*WHAT TO PRODUCE*.
The data below calls for an exact copy.

*DATA FOR THE TASK*.
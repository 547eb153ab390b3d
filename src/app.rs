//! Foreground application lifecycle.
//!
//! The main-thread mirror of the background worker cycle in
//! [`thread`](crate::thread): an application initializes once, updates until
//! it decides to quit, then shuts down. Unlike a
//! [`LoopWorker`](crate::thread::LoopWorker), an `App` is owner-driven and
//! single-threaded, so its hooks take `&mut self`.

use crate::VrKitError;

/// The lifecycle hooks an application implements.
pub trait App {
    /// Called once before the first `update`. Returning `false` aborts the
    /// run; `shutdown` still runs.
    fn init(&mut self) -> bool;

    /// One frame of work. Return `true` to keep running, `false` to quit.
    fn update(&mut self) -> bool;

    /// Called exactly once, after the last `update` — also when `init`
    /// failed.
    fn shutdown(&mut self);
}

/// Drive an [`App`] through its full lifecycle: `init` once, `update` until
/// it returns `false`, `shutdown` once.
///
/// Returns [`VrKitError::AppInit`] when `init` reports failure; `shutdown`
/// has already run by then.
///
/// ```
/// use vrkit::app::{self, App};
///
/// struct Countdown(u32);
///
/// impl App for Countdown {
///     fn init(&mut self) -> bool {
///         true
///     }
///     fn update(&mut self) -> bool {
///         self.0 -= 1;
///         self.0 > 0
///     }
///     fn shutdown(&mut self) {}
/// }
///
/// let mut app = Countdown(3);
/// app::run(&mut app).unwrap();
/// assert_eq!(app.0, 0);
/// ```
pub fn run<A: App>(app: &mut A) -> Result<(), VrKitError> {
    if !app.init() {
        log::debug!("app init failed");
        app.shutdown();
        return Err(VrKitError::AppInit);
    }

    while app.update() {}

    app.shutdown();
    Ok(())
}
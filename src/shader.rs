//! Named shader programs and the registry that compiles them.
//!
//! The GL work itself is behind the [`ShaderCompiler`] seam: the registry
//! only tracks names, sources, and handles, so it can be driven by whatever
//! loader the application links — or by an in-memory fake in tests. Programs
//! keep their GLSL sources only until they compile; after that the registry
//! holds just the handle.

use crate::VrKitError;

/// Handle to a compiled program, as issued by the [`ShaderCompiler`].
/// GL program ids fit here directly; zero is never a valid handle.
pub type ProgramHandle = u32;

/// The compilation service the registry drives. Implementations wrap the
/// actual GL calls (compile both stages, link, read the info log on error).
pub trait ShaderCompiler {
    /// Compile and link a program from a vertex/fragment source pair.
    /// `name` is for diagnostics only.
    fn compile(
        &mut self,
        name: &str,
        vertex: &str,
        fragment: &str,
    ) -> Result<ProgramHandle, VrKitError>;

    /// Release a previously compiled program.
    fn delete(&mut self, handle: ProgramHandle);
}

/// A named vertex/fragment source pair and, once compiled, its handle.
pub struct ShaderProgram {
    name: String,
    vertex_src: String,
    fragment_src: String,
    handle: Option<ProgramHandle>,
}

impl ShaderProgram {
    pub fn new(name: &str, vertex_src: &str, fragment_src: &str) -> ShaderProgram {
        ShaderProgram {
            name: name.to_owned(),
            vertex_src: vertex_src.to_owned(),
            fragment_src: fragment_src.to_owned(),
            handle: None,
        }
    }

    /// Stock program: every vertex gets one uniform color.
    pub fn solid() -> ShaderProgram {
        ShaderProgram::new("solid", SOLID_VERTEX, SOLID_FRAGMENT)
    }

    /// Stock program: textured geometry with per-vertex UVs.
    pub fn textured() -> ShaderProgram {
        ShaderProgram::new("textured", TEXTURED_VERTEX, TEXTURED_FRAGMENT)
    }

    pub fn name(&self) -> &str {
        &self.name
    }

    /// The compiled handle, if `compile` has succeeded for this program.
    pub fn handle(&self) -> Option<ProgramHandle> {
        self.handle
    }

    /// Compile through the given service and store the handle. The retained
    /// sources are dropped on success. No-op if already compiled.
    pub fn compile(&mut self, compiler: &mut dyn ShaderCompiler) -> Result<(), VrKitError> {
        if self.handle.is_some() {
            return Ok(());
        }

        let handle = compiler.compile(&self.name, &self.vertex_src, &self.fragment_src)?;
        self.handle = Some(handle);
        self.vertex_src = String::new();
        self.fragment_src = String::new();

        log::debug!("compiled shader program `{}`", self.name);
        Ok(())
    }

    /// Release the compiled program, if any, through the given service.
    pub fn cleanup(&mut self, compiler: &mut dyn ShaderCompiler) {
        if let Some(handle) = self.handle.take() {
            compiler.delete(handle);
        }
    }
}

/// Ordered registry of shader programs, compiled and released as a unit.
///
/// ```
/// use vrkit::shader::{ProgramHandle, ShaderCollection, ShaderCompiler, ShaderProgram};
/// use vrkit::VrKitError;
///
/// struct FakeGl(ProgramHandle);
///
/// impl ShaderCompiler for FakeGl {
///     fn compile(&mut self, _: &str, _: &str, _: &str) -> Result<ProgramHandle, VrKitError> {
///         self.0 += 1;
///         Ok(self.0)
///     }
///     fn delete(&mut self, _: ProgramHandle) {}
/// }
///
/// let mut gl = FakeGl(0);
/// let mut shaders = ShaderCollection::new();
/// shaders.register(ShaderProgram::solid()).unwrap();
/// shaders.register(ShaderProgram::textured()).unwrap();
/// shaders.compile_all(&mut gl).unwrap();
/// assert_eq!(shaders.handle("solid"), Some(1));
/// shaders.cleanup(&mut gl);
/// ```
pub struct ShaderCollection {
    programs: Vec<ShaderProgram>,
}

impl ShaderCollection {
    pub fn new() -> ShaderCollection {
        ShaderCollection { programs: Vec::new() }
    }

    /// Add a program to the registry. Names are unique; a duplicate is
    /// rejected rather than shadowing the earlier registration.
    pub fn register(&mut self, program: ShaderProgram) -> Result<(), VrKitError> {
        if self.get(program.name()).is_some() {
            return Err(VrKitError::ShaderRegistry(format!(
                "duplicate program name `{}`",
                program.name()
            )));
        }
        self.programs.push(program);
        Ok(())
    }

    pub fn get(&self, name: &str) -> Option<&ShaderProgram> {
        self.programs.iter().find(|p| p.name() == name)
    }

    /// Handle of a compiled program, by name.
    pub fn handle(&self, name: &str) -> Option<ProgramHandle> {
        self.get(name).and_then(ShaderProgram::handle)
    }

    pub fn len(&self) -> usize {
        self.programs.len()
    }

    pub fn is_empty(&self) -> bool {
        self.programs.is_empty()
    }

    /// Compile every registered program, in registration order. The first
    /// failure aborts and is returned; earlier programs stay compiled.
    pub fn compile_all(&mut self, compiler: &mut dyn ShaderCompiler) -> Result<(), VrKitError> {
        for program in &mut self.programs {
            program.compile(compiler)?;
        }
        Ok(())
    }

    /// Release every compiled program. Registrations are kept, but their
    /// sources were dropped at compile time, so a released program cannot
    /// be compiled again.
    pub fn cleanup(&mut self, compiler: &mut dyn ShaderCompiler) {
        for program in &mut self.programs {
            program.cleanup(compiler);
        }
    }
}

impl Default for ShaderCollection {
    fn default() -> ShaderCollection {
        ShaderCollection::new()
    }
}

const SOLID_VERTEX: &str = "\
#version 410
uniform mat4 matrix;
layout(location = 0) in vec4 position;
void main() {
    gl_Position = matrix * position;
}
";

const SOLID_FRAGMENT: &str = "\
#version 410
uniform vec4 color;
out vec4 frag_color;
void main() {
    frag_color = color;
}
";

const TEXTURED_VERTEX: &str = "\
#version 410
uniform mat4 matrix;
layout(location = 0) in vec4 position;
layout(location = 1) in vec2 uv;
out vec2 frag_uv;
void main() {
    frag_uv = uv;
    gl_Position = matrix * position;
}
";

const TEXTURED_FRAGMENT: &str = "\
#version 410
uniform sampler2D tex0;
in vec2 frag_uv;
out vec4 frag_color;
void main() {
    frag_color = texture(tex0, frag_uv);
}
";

*TASK SOLUTION*.
repository 547eb153ab390b3d
filename src/app.rs
//! Foreground application lifecycle.
//!
//! The main-thread mirror of the background worker cycle in
//! [`thread`](crate::thread): an application initializes once, updates until
//! it decides to quit, then shuts down. Unlike a
//! [`LoopWorker`](crate::thread::LoopWorker), an `App` is owner-driven and
//! single-threaded, so its hooks take `&mut self`.

use crate::VrKitError;

/// The lifecycle hooks an application implements.
pub trait App {
    /// Called once before the first `update`. Returning `false` aborts the
    /// run; `shutdown` still runs.
    fn init(&mut self) -> bool;

    /// One frame of work. Return `true` to keep running, `false` to quit.
    fn update(&mut self) -> bool;

    /// Called exactly once, after the last `update` — also when `init`
    /// failed.
    fn shutdown(&mut self);
}

/// Drive an [`App`] through its full lifecycle: `init` once, `update` until
/// it returns `false`, `shutdown` once.
///
/// Returns [`VrKitError::AppInit`] when `init` reports failure; `shutdown`
/// has already run by then.
///
/// ```
/// use vrkit::app::{self, App};
///
/// struct Countdown(u32);
///
/// impl App for Countdown {
///     fn init(&mut self) -> bool {
///         true
///     }
///     fn update(&mut self) -> bool {
///         self.0 -= 1;
///         self.0 > 0
///     }
///     fn shutdown(&mut self) {}
/// }
///
/// let mut app = Countdown(3);
/// app::run(&mut app).unwrap();
/// assert_eq!(app.0, 0);
/// ```
pub fn run<A: App>(app: &mut A) -> Result<(), VrKitError> {
    if !app.init() {
        log::debug!("app init failed");
        app.shutdown();
        return Err(VrKitError::AppInit);
    }

    while app.update() {}

    app.shutdown();
    Ok(())
}
filename src/shader.rs
//! Named shader programs and the registry that compiles them.
//!
//! The GL work itself is behind the [`ShaderCompiler`] seam: the registry
//! only tracks names, sources, and handles, so it can be driven by whatever
//! loader the application links — or by an in-memory fake in tests. Programs
//! keep their GLSL sources only until they compile; after that the registry
//! holds just the handle.

use crate::VrKitError;

/// Handle to a compiled program, as issued by the [`ShaderCompiler`].
/// GL program ids fit here directly; zero is never a valid handle.
pub type ProgramHandle = u32;

/// The compilation service the registry drives. Implementations wrap the
/// actual GL calls (compile both stages, link, read the info log on error).
pub trait ShaderCompiler {
    /// Compile and link a program from a vertex/fragment source pair.
    /// `name` is for diagnostics only.
    fn compile(
        &mut self,
        name: &str,
        vertex: &str,
        fragment: &str,
    ) -> Result<ProgramHandle, VrKitError>;

    /// Release a previously compiled program.
    fn delete(&mut self, handle: ProgramHandle);
}

/// A named vertex/fragment source pair and, once compiled, its handle.
pub struct ShaderProgram {
    name: String,
    vertex_src: String,
    fragment_src: String,
    handle: Option<ProgramHandle>,
}

impl ShaderProgram {
    pub fn new(name: &str, vertex_src: &str, fragment_src: &str) -> ShaderProgram {
        ShaderProgram {
            name: name.to_owned(),
            vertex_src: vertex_src.to_owned(),
            fragment_src: fragment_src.to_owned(),
            handle: None,
        }
    }

    /// Stock program: every vertex gets one uniform color.
    pub fn solid() -> ShaderProgram {
        ShaderProgram::new("solid", SOLID_VERTEX, SOLID_FRAGMENT)
    }

    /// Stock program: textured geometry with per-vertex UVs.
    pub fn textured() -> ShaderProgram {
        ShaderProgram::new("textured", TEXTURED_VERTEX, TEXTURED_FRAGMENT)
    }

    pub fn name(&self) -> &str {
        &self.name
    }

    /// The compiled handle, if `compile` has succeeded for this program.
    pub fn handle(&self) -> Option<ProgramHandle> {
        self.handle
    }

    /// Compile through the given service and store the handle. The retained
    /// sources are dropped on success. No-op if already compiled.
    pub fn compile(&mut self, compiler: &mut dyn ShaderCompiler) -> Result<(), VrKitError> {
        if self.handle.is_some() {
            return Ok(());
        }

        let handle = compiler.compile(&self.name, &self.vertex_src, &self.fragment_src)?;
        self.handle = Some(handle);
        self.vertex_src = String::new();
        self.fragment_src = String::new();

        log::debug!("compiled shader program `{}`", self.name);
        Ok(())
    }

    /// Release the compiled program, if any, through the given service.
    pub fn cleanup(&mut self, compiler: &mut dyn ShaderCompiler) {
        if let Some(handle) = self.handle.take() {
            compiler.delete(handle);
        }
    }
}

/// Ordered registry of shader programs, compiled and released as a unit.
///
/// ```
/// use vrkit::shader::{ProgramHandle, ShaderCollection, ShaderCompiler, ShaderProgram};
/// use vrkit::VrKitError;
///
/// struct FakeGl(ProgramHandle);
///
/// impl ShaderCompiler for FakeGl {
///     fn compile(&mut self, _: &str, _: &str, _: &str) -> Result<ProgramHandle, VrKitError> {
///         self.0 += 1;
///         Ok(self.0)
///     }
///     fn delete(&mut self, _: ProgramHandle) {}
/// }
///
/// let mut gl = FakeGl(0);
/// let mut shaders = ShaderCollection::new();
/// shaders.register(ShaderProgram::solid()).unwrap();
/// shaders.register(ShaderProgram::textured()).unwrap();
/// shaders.compile_all(&mut gl).unwrap();
/// assert_eq!(shaders.handle("solid"), Some(1));
/// shaders.cleanup(&mut gl);
/// ```
pub struct ShaderCollection {
    programs: Vec<ShaderProgram>,
}

impl ShaderCollection {
    pub fn new() -> ShaderCollection {
        ShaderCollection { programs: Vec::new() }
    }

    /// Add a program to the registry. Names are unique; a duplicate is
    /// rejected rather than shadowing the earlier registration.
    pub fn register(&mut self, program: ShaderProgram) -> Result<(), VrKitError> {
        if self.get(program.name()).is_some() {
            return Err(VrKitError::ShaderRegistry(format!(
                "duplicate program name `{}`",
                program.name()
            )));
        }
        self.programs.push(program);
        Ok(())
    }

    pub fn get(&self, name: &str) -> Option<&ShaderProgram> {
        self.programs.iter().find(|p| p.name() == name)
    }

    /// Handle of a compiled program, by name.
    pub fn handle(&self, name: &str) -> Option<ProgramHandle> {
        self.get(name).and_then(ShaderProgram::handle)
    }

    pub fn len(&self) -> usize {
        self.programs.len()
    }

    pub fn is_empty(&self) -> bool {
        self.programs.is_empty()
    }

    /// Compile every registered program, in registration order. The first
    /// failure aborts and is returned; earlier programs stay compiled.
    pub fn compile_all(&mut self, compiler: &mut dyn ShaderCompiler) -> Result<(), VrKitError> {
        for program in &mut self.programs {
            program.compile(compiler)?;
        }
        Ok(())
    }

    /// Release every compiled program. Registrations are kept, but their
    /// sources were dropped at compile time, so a released program cannot
    /// be compiled again.
    pub fn cleanup(&mut self, compiler: &mut dyn ShaderCompiler) {
        for program in &mut self.programs {
            program.cleanup(compiler);
        }
    }
}

impl Default for ShaderCollection {
    fn default() -> ShaderCollection {
        ShaderCollection::new()
    }
}

const SOLID_VERTEX: &str = "\
#version 410
uniform mat4 matrix;
layout(location = 0) in vec4 position;
void main() {
    gl_Position = matrix * position;
}
";

const SOLID_FRAGMENT: &str = "\
#version 410
uniform vec4 color;
out vec4 frag_color;
void main() {
    frag_color = color;
}
";

const TEXTURED_VERTEX: &str = "\
#version 410
uniform mat4 matrix;
layout(location = 0) in vec4 position;
layout(location = 1) in vec2 uv;
out vec2 frag_uv;
void main() {
    frag_uv = uv;
    gl_Position = matrix * position;
}
";

const TEXTURED_FRAGMENT: &str = "\
#version 410
uniform sampler2D tex0;
in vec2 frag_uv;
out vec4 frag_color;
void main() {
    frag_color = texture(tex0, frag_uv);
}
";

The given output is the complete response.